*** Data excerpts ***

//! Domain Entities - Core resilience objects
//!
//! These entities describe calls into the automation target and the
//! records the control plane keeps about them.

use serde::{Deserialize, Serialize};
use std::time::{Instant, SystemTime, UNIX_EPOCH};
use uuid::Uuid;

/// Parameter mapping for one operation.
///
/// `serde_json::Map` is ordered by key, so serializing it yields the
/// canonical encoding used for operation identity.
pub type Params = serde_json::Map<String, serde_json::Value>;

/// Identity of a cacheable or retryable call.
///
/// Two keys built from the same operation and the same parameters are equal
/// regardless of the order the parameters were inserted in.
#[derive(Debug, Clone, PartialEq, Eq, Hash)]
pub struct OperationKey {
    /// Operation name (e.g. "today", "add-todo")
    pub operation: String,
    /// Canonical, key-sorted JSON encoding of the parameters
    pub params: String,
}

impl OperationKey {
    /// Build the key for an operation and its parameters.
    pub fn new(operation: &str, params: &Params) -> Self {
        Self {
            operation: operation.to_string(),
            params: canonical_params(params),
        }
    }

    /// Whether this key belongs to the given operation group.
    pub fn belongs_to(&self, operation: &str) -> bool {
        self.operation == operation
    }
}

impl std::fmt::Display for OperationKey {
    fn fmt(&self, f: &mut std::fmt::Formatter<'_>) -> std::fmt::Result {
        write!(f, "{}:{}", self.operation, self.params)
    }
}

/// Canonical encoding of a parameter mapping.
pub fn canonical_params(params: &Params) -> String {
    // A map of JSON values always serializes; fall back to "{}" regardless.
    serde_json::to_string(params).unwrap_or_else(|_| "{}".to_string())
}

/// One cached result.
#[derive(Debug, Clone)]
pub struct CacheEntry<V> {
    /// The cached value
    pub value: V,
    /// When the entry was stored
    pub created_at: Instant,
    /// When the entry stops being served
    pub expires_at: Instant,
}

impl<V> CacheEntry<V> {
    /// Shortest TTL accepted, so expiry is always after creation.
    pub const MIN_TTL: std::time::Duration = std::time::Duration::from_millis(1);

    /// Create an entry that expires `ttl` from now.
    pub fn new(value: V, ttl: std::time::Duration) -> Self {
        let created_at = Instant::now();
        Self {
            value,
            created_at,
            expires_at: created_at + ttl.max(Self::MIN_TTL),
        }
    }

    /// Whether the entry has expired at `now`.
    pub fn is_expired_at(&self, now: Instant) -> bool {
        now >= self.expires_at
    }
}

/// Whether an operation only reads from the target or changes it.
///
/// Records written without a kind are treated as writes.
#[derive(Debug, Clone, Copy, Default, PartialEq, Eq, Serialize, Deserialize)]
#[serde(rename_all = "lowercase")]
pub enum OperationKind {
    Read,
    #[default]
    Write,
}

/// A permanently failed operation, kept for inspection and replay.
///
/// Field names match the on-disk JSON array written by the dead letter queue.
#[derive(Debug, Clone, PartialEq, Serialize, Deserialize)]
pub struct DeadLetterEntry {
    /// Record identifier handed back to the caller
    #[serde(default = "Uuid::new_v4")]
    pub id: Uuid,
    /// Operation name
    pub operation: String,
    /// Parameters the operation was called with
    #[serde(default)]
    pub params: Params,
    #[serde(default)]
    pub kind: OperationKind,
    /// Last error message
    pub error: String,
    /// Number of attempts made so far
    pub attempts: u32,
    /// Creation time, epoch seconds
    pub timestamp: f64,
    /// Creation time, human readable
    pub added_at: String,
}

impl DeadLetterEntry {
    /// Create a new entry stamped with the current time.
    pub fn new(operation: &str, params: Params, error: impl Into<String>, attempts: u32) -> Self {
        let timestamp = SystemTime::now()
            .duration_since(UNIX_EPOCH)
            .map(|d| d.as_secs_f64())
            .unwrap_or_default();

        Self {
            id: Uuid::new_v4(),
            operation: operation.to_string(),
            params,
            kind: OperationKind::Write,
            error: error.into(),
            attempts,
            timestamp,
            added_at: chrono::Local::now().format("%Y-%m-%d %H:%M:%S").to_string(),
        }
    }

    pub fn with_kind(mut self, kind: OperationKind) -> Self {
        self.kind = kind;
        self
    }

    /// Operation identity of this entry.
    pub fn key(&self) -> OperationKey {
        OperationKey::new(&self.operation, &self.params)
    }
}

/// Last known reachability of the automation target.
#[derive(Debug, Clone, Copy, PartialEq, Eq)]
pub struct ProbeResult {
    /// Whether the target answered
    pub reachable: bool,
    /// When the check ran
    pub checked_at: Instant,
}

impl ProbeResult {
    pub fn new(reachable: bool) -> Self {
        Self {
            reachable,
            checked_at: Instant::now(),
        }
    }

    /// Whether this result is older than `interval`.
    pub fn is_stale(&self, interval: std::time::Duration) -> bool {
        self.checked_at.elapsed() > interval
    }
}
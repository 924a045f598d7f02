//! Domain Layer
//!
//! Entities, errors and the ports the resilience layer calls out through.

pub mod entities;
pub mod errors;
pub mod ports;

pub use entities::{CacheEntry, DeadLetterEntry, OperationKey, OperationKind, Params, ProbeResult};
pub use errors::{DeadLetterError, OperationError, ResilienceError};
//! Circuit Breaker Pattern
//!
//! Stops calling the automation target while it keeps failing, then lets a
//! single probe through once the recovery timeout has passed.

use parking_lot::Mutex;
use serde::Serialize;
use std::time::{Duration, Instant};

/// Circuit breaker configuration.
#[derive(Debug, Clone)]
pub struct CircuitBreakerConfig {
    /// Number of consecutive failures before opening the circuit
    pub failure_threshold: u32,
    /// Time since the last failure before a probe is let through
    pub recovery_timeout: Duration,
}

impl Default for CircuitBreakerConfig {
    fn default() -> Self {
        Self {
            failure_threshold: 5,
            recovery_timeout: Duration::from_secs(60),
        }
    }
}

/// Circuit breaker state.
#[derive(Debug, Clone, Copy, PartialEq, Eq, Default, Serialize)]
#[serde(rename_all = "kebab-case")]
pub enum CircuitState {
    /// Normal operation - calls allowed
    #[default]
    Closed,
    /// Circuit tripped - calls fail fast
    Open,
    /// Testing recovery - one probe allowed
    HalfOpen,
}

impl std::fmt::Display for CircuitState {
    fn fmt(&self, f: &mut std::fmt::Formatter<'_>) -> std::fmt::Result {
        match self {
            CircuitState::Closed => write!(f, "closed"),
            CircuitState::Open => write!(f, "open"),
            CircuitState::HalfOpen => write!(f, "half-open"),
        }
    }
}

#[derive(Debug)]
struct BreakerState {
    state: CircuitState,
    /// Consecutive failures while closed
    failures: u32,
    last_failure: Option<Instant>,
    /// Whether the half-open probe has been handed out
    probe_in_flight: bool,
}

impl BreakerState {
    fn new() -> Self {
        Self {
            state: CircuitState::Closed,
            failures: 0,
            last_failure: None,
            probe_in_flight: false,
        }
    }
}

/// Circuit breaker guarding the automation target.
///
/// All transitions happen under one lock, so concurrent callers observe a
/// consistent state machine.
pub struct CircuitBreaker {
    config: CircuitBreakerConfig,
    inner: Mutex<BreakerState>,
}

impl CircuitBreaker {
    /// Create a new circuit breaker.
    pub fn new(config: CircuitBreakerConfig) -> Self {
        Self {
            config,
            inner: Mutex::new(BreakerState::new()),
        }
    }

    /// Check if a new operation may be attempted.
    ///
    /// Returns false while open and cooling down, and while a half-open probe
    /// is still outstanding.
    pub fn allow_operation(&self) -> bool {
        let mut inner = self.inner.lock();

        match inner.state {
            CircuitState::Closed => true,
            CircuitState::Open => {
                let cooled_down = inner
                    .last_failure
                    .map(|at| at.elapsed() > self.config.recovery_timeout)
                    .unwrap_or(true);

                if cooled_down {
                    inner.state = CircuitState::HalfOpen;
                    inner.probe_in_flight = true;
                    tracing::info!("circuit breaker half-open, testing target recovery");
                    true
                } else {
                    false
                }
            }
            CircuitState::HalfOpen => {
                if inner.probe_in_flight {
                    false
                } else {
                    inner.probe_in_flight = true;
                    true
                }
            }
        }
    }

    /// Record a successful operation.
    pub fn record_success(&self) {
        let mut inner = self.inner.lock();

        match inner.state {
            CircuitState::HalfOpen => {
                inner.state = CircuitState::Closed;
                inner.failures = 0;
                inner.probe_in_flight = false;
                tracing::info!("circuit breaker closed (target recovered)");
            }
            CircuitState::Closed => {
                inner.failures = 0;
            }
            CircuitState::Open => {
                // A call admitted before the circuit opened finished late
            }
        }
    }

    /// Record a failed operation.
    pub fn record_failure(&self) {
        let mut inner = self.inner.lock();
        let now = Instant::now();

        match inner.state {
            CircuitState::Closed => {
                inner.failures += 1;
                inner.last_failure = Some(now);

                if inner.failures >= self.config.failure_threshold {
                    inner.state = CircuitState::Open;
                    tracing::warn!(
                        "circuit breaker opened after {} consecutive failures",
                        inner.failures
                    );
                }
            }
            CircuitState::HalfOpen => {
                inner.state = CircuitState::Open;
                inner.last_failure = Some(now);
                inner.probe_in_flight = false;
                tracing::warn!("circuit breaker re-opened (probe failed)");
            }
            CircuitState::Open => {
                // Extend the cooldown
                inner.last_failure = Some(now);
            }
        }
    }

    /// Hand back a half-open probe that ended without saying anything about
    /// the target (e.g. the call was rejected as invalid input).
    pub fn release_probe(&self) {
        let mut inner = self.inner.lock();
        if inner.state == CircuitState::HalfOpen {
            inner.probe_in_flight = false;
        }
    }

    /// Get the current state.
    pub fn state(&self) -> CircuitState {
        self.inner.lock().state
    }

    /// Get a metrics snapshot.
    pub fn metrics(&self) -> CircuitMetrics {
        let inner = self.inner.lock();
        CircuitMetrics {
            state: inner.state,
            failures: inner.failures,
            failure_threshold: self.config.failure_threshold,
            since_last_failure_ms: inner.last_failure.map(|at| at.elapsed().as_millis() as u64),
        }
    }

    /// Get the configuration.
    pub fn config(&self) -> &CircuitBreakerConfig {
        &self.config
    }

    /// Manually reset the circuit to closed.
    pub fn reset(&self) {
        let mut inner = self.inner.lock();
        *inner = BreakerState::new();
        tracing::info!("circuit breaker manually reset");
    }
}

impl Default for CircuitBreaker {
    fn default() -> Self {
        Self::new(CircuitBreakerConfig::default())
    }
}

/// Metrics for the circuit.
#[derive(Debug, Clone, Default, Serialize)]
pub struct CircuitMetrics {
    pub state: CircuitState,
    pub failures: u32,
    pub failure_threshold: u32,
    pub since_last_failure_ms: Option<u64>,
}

***

• _The problem_: Check each line above for the string "back" and copy the ones that have it.

• _Answer box_:
    // A map of JSON values always serializes; fall back to "{}" regardless.
    /// Record identifier handed back to the caller
    /// Hand back a half-open probe that ended without saying anything about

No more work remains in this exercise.